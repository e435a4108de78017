//! absence-watch - camera zone absence alerting
//!
//! Subscribes to per-zone person counts from cameras over MQTT and emails or
//! texts a zone's recipients, with a camera snapshot, when nobody has been seen
//! in the zone for longer than its threshold.
//!
//! Module structure:
//! - `domain/` - Core types (zones, detection events, alerts, errors)
//! - `io/` - External interfaces (MQTT, snapshot API, SMTP, Prometheus)
//! - `services/` - Business logic (ZoneRegistry, AbsenceTracker, Dispatcher)
//! - `infra/` - Infrastructure (Config, Metrics, Broker)

use absence_watch::infra::{Config, Metrics};
use absence_watch::io::{MerakiSnapshotClient, SmtpMailer};
use absence_watch::services::{create_dispatch_worker, AbsenceTracker, Dispatcher, SnapshotSource};
use anyhow::Context;
use clap::{Parser, ValueEnum};
use std::sync::Arc;
use tokio::sync::{mpsc, watch};
use tracing::{error, info};
use tracing_subscriber::fmt::time::UtcTime;
use tracing_subscriber::EnvFilter;

/// Detection events buffered between MQTT ingress and the tracker
const EVENT_QUEUE_SIZE: usize = 1000;

/// absence-watch - alert when nobody is seen in a camera zone
#[derive(Parser, Debug)]
#[command(name = "absence-watch", version, about)]
struct Args {
    /// Path to TOML configuration file
    #[arg(short, long, default_value = "config/absence.toml")]
    config: String,

    /// Log line format
    #[arg(long, value_enum, default_value_t = LogFormat::Text)]
    log_format: LogFormat,
}

#[derive(Clone, Copy, Debug, PartialEq, Eq, ValueEnum)]
enum LogFormat {
    /// Human-readable lines
    Text,
    /// One JSON object per line, for log shippers
    Json,
}

fn init_tracing(format: LogFormat) {
    // RUST_LOG controls the level, default INFO
    let filter = EnvFilter::try_from_default_env().unwrap_or_else(|_| EnvFilter::new("info"));
    let builder = tracing_subscriber::fmt()
        .with_env_filter(filter)
        .with_timer(UtcTime::rfc_3339())
        .with_target(false);

    match format {
        LogFormat::Text => builder.init(),
        LogFormat::Json => builder.json().flatten_event(true).init(),
    }
}

#[tokio::main]
async fn main() -> anyhow::Result<()> {
    let args = Args::parse();
    init_tracing(args.log_format);

    info!(version = env!("CARGO_PKG_VERSION"), build = env!("ABSENCE_WATCH_BUILD"), "absence_watch_starting");

    let config = Config::from_file(&args.config)
        .with_context(|| format!("failed to load configuration from {}", args.config))?;

    if config.broker_enabled() {
        absence_watch::infra::broker::start_embedded_broker(&config)
            .context("failed to start embedded broker")?;
    }

    info!(
        config_file = %config.config_file(),
        site = %config.site_id(),
        zones = %config.zones().len(),
        mqtt_host = %config.mqtt_host(),
        mqtt_port = %config.mqtt_port(),
        topic_prefix = %config.mqtt_topic_prefix(),
        min_event_interval_ms = %config.mqtt_min_event_interval_ms(),
        snapshots = %config.snapshot().enabled,
        smtp_host = %config.smtp_host(),
        prometheus_port = %config.prometheus_port(),
        "config_loaded"
    );

    let (shutdown_tx, shutdown_rx) = watch::channel(false);
    let metrics = Arc::new(Metrics::new());

    // Delivery side: snapshot source, SMTP sender, dispatch worker
    let snapshots: Option<Arc<dyn SnapshotSource>> = if config.snapshot().enabled {
        let client: Arc<dyn SnapshotSource> =
            Arc::new(MerakiSnapshotClient::new(&config).context("failed to build snapshot client")?);
        Some(client)
    } else {
        None
    };
    let mailer = Arc::new(SmtpMailer::new(&config).context("failed to configure SMTP")?);
    let dispatcher = Arc::new(Dispatcher::new(&config, snapshots, mailer, metrics.clone()));
    let (alert_tx, dispatch_worker) = create_dispatch_worker(dispatcher, config.dispatch_queue_size());
    tokio::spawn(dispatch_worker.run());

    // Ingress side: bounded channel into the tracker
    let (event_tx, event_rx) = mpsc::channel(EVENT_QUEUE_SIZE);

    let mqtt_config = config.clone();
    let mqtt_metrics = metrics.clone();
    let mqtt_shutdown = shutdown_rx.clone();
    tokio::spawn(async move {
        if let Err(e) =
            absence_watch::io::mqtt::start_mqtt_client(&mqtt_config, event_tx, mqtt_metrics, mqtt_shutdown).await
        {
            error!(error = %e, "mqtt_client_error");
        }
    });

    // Prometheus metrics HTTP server (if port > 0)
    let prometheus_port = config.prometheus_port();
    if prometheus_port > 0 {
        let prom_metrics = metrics.clone();
        let prom_site = config.site_id().to_string();
        let prom_shutdown = shutdown_rx.clone();
        tokio::spawn(async move {
            if let Err(e) = absence_watch::io::prometheus::start_metrics_server(
                prometheus_port,
                prom_metrics,
                prom_site,
                prom_shutdown,
            )
            .await
            {
                error!(error = %e, "prometheus_metrics_server_error");
            }
        });
    }

    // Periodic metrics log line
    let report_metrics = metrics.clone();
    let metrics_interval = config.metrics_interval_secs();
    tokio::spawn(async move {
        let mut interval = tokio::time::interval(std::time::Duration::from_secs(metrics_interval));
        interval.tick().await;
        loop {
            interval.tick().await;
            report_metrics.report().log();
        }
    });

    tokio::spawn(async move {
        tokio::signal::ctrl_c().await.ok();
        info!("shutdown_signal_received");
        let _ = shutdown_tx.send(true);
    });

    let mut tracker = AbsenceTracker::new(config.zones().clone(), metrics);
    tracker.run(event_rx, alert_tx, shutdown_rx).await;

    info!("absence_watch_shutdown_complete");
    Ok(())
}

- - - - - - -

Retype exactly the lines from the start of the entries through the one with "filter = EnvFilter::try_from_default_env().unwrap_or_else(|_|"; include both ends.

repository e435a4108de78017
//! absence-watch - camera zone absence alerting
//!
//! Subscribes to per-zone person counts from cameras over MQTT and emails or
//! texts a zone's recipients, with a camera snapshot, when nobody has been seen
//! in the zone for longer than its threshold.
//!
//! Module structure:
//! - `domain/` - Core types (zones, detection events, alerts, errors)
//! - `io/` - External interfaces (MQTT, snapshot API, SMTP, Prometheus)
//! - `services/` - Business logic (ZoneRegistry, AbsenceTracker, Dispatcher)
//! - `infra/` - Infrastructure (Config, Metrics, Broker)

use absence_watch::infra::{Config, Metrics};
use absence_watch::io::{MerakiSnapshotClient, SmtpMailer};
use absence_watch::services::{create_dispatch_worker, AbsenceTracker, Dispatcher, SnapshotSource};
use anyhow::Context;
use clap::{Parser, ValueEnum};
use std::sync::Arc;
use tokio::sync::{mpsc, watch};
use tracing::{error, info};
use tracing_subscriber::fmt::time::UtcTime;
use tracing_subscriber::EnvFilter;

/// Detection events buffered between MQTT ingress and the tracker
const EVENT_QUEUE_SIZE: usize = 1000;

/// absence-watch - alert when nobody is seen in a camera zone
#[derive(Parser, Debug)]
#[command(name = "absence-watch", version, about)]
struct Args {
    /// Path to TOML configuration file
    #[arg(short, long, default_value = "config/absence.toml")]
    config: String,

    /// Log line format
    #[arg(long, value_enum, default_value_t = LogFormat::Text)]
    log_format: LogFormat,
}

#[derive(Clone, Copy, Debug, PartialEq, Eq, ValueEnum)]
enum LogFormat {
    /// Human-readable lines
    Text,
    /// One JSON object per line, for log shippers
    Json,
}

fn init_tracing(format: LogFormat) {
    // RUST_LOG controls the level, default INFO
    let filter = EnvFilter::try_from_default_env().unwrap_or_else(|_| EnvFilter::new("info"));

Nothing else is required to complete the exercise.